> **TASK BRIEF**
Two lines mark the range in the entries below: the one holding "fn default() ->" and the one holding "with no pages". Set down those two and all lines between them, exactly.

══ LISTED RECORDS ══

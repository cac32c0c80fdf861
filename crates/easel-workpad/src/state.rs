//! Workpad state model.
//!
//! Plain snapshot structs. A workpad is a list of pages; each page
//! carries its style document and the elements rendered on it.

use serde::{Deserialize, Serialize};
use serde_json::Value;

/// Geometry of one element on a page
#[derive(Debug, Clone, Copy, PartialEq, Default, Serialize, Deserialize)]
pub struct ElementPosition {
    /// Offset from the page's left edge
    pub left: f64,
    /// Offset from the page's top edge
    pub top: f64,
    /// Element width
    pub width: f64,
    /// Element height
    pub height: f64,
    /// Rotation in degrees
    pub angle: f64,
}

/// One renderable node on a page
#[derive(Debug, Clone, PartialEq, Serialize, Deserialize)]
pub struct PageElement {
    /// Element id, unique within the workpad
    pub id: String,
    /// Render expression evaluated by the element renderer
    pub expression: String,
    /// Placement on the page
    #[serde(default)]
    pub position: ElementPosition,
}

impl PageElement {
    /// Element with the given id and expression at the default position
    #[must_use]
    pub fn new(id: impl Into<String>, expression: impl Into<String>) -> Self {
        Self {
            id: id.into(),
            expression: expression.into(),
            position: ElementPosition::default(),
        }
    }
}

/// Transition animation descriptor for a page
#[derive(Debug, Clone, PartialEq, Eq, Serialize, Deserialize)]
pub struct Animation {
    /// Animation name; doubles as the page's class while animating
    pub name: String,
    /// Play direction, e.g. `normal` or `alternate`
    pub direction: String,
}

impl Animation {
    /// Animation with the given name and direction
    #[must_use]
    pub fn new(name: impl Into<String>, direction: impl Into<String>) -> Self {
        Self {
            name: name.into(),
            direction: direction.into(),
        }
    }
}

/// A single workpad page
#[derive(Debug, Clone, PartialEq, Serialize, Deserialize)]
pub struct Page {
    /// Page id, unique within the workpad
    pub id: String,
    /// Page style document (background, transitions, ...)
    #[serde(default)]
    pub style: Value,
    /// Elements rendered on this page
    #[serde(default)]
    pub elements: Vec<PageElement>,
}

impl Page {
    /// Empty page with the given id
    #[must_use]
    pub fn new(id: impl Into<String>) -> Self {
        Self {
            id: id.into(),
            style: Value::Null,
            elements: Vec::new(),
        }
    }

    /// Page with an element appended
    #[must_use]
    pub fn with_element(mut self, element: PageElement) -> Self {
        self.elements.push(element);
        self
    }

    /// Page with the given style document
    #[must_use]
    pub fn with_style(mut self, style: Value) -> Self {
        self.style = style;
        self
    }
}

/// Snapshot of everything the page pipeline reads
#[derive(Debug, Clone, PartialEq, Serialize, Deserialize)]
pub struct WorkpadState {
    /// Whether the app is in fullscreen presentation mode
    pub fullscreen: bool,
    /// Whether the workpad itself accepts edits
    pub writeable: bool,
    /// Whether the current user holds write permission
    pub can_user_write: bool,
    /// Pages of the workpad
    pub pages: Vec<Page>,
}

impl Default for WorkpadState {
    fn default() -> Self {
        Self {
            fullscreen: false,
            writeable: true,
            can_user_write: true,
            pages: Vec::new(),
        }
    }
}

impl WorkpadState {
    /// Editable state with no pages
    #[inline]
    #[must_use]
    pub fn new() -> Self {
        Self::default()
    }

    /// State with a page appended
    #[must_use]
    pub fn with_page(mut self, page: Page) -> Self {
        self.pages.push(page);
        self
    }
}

═══
══ LISTED RECORDS ══

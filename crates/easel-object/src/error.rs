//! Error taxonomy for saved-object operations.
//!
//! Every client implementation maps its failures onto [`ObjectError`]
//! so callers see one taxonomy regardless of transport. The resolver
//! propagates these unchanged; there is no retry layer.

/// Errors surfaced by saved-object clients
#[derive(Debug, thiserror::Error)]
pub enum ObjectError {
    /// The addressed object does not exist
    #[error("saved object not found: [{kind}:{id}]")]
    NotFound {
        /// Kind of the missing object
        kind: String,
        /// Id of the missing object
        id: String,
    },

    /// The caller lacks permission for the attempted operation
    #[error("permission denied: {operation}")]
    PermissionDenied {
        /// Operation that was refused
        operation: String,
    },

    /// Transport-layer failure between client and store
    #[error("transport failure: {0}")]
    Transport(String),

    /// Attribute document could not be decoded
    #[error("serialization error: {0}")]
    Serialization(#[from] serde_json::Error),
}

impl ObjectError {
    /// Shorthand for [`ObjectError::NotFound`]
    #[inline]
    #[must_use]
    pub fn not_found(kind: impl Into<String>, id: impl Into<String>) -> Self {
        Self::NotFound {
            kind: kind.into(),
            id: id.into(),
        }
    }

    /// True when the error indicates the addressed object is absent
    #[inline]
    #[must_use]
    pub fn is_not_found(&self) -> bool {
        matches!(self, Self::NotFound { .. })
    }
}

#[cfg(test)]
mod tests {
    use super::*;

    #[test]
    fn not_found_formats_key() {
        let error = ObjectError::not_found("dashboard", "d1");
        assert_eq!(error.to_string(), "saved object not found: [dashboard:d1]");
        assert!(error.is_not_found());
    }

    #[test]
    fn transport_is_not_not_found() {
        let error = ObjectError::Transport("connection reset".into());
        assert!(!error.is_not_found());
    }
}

═══
══ LISTED RECORDS ══

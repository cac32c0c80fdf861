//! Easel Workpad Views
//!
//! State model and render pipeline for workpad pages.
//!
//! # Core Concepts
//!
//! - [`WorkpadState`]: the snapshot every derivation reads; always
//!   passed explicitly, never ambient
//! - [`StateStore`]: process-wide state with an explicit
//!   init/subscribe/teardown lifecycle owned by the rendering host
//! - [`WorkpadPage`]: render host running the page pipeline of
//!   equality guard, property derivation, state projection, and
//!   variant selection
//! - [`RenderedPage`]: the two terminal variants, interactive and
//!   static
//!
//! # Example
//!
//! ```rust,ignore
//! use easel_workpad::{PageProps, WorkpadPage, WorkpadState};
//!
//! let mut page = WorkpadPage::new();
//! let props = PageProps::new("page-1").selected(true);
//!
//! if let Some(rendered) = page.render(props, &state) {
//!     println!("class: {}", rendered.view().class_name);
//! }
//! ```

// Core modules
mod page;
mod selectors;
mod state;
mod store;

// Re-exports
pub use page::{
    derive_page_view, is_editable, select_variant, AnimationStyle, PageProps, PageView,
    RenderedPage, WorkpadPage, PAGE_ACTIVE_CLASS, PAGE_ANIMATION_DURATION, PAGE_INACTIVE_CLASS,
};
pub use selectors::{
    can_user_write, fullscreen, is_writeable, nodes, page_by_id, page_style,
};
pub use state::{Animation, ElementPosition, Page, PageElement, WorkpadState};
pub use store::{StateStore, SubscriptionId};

═══

> **RESPONSE TO THE TASK**
    fn default() -> Self {
        Self {
            fullscreen: false,
            writeable: true,
            can_user_write: true,
            pages: Vec::new(),
        }
    }
}

impl WorkpadState {
    /// Editable state with no pages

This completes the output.